1997_awal November_Edisi 080_bahas:
LAPAR
Lalu saya dibawa ke jokja untung jam 5 ada kereta berangkat di perjalanan kami kelaparan sampai di Cirebon cari hoyen lalu kami ganti kereta…”(Jhony Boy)
“….waktu di Bandung saya sering makan hoyen di BIP (Bandung Indah Plaza). Sudah tiap hari makan hoyen rokoknyapun puntung kalok makannya pake telor…”(Eddy WSB)
LAPAR- mungkin inilah fakta akurat dari seseorang, apalagi jika disampaikan oleh anak-anak Tubuh tidak bisa diberi impian untuk menghadapi rasa laparnya, sehingga berbagai cara dilakukan. Demikian pula yang dialami oleh para tekyan istilah anak jalanan di Yogyakarta unutk menyebut dirinya mereka harus memutar otak untuk menghadapi laparnya, salah satu pemecahannya adalah MEMAKAN PANGANAN SISA. Tentu saja jalan keluar ini bukan kenyataan enak, perasaan malu, enggan harus ditelan demi tuntutan perut. Namun para tekyan harus meyakinkan dirinya bahwa hidupnya cukup untuk dijalani,
Dan untuk mengatasi persoalan “sakit” yang bukan fisik, para tekyan pun menciptakan istilahnya sendiri untuk membahasakan kegiatan ini. HOYEN! Inilah bahasa para tekyan, saat mereka mulai menanti atau mencari sisa makanan dari “orang punya”. Mereka biasanya mencari di sepanjang Malioboro, saat si “orang punya” sedang asyik makan, para tekyan sudah mulai menunggu di pinggir trotoar atau istilahnya “cim-cim-an”. Baru saja si “orang punya” memakai sepatu hendak berangkat pulang, para tekyan yang rata-rata masih bocah, langsung berebut mengabisi sisanya. Tidak jarang, mendapatkan nasi separuh piring harus dilalui degan baku hantam, misalya seorang anak jalanan di stasiun, sempat bocor kepalanya gara-gara rebutan hoyen dengan preman.
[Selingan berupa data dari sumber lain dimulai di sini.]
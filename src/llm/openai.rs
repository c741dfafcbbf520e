use super::types::{ChatCompletion, Message};
use super::{ChatBackend, ChatOutcome, ChatRequest, LlmError};
use crate::config::LlmSettings;
use crate::logging::redact_secrets;
use reqwest::{Client, StatusCode};
use serde::Serialize;

/// Client for OpenAI-compatible chat-completions endpoints
/// (Moonshot, OpenAI, DeepSeek, Qwen, Gemini's OpenAI layer, Mistral, custom).
#[derive(Clone)]
pub struct OpenAiClient {
    client: Client,
    base_url: String,
    api_key: String,
}

impl OpenAiClient {
    pub fn new(base_url: impl Into<String>, api_key: impl Into<String>) -> Self {
        Self {
            client: Client::new(),
            base_url: base_url.into(),
            api_key: api_key.into(),
        }
    }

    /// Build a client from a settings snapshot, resolving the key from the environment if needed.
    pub fn from_settings(settings: &LlmSettings) -> Result<Self, LlmError> {
        let api_key = settings.effective_api_key().ok_or(LlmError::MissingApiKey)?;
        if settings.base_url.trim().is_empty() {
            return Err(LlmError::MissingEndpoint);
        }
        Ok(Self::new(settings.base_url.trim(), api_key))
    }

    fn completions_url(&self) -> String {
        format!("{}/chat/completions", self.base_url.trim_end_matches('/'))
    }
}

#[async_trait::async_trait]
impl ChatBackend for OpenAiClient {
    async fn complete(&self, request: &ChatRequest) -> Result<ChatOutcome, LlmError> {
        let url = self.completions_url();

        tracing::debug!(
            url = %url,
            model = %request.model,
            message_count = request.messages.len(),
            tool_count = request.tools.as_ref().map(|t| t.len()).unwrap_or(0),
            "chat completion request"
        );

        let body = CompletionBody {
            model: &request.model,
            messages: &request.messages,
            temperature: request.temperature,
            max_tokens: request.max_tokens,
            tools: request.tools.as_deref(),
            tool_choice: request.tools.as_ref().map(|_| "auto"),
        };

        let response = self
            .client
            .post(&url)
            .bearer_auth(&self.api_key)
            .json(&body)
            .send()
            .await
            .map_err(|e| LlmError::Network(redact_secrets(&e.to_string())))?;

        let status = response.status();
        if !status.is_success() {
            let error_text = response
                .text()
                .await
                .unwrap_or_else(|_| "Unknown error".to_string());
            let error_text = redact_secrets(&error_text);

            tracing::warn!(status = %status, error = %error_text, "chat completion returned error");

            return classify_failure(status, error_text, request.tools.is_some());
        }

        let completion: ChatCompletion = response
            .json()
            .await
            .map_err(|e| LlmError::InvalidResponse(e.to_string()))?;

        first_message(completion).map(ChatOutcome::Reply)
    }
}

/// Map a non-2xx response onto the retry classes the engine understands.
fn classify_failure(
    status: StatusCode,
    error_text: String,
    offered_tools: bool,
) -> Result<ChatOutcome, LlmError> {
    if status == StatusCode::TOO_MANY_REQUESTS {
        return Ok(ChatOutcome::RateLimited { detail: error_text });
    }
    if status == StatusCode::BAD_REQUEST
        && offered_tools
        && error_text.to_ascii_lowercase().contains("tools")
    {
        return Ok(ChatOutcome::ToolsUnsupported { detail: error_text });
    }
    Err(LlmError::Api {
        status: status.as_u16(),
        message: error_text,
    })
}

fn first_message(completion: ChatCompletion) -> Result<Message, LlmError> {
    completion
        .choices
        .into_iter()
        .next()
        .map(|choice| choice.message)
        .ok_or_else(|| LlmError::InvalidResponse("response contained no choices".to_string()))
}

/// Request body for `POST /chat/completions`
#[derive(Debug, Serialize)]
struct CompletionBody<'a> {
    model: &'a str,
    messages: &'a [Message],
    temperature: f32,
    #[serde(skip_serializing_if = "Option::is_none")]
    max_tokens: Option<u32>,
    #[serde(skip_serializing_if = "Option::is_none")]
    tools: Option<&'a [serde_json::Value]>,
    #[serde(skip_serializing_if = "Option::is_none")]
    tool_choice: Option<&'static str>,
}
“Sekarang semakin sedikit tekyan yang makan hoyen di lesehan Malioboro. Di luar Yogya saya ndak tahu. Yang nyemir sepatu makin habis, kebanyakan anak-anak sekarang ngamen di jalan,” ungkap Jaidi, pria kelahiran Tuban , salah satu warga tekyan. Masih menurut Jaidi, hoyen sebenarnya tidak semata-mata makanan penahan lapar, tapi sudah menjadi makanan khas para tekyan. Bahkan ada yang mengatakan sebagai “upacara inisiasi” untuk menjadi bagian dari masyarakat tekyan. Karena walaupun para tekyan masih membeli makanan, mereka masih juga menyenangi hoyen. Sejak tahun 1985, istilah hoyen sudah dikenal Jaidi, dan ia pun ikut-ikutan teman makan hoyen di sepanjang Malioboro. Tempat lain yang cukup lapang untuk mengambil hoyen adalah lesehan Bang Ucok ‘kan makanannya daging semua, itu yang ditunggu anak-anak. Ada yang bilang haram, tapi kalau suka siapa yang mau melarang?” lanjut Jaidi. Makanan tetap makanan yang tetap bernilai bagi siapapun yang membutuhkan.
Sumber: hasil ngobrol dengan Jaidi (Girli); Seri buku JEJAL Malioboro, edisi Mei-Juni 1995/III.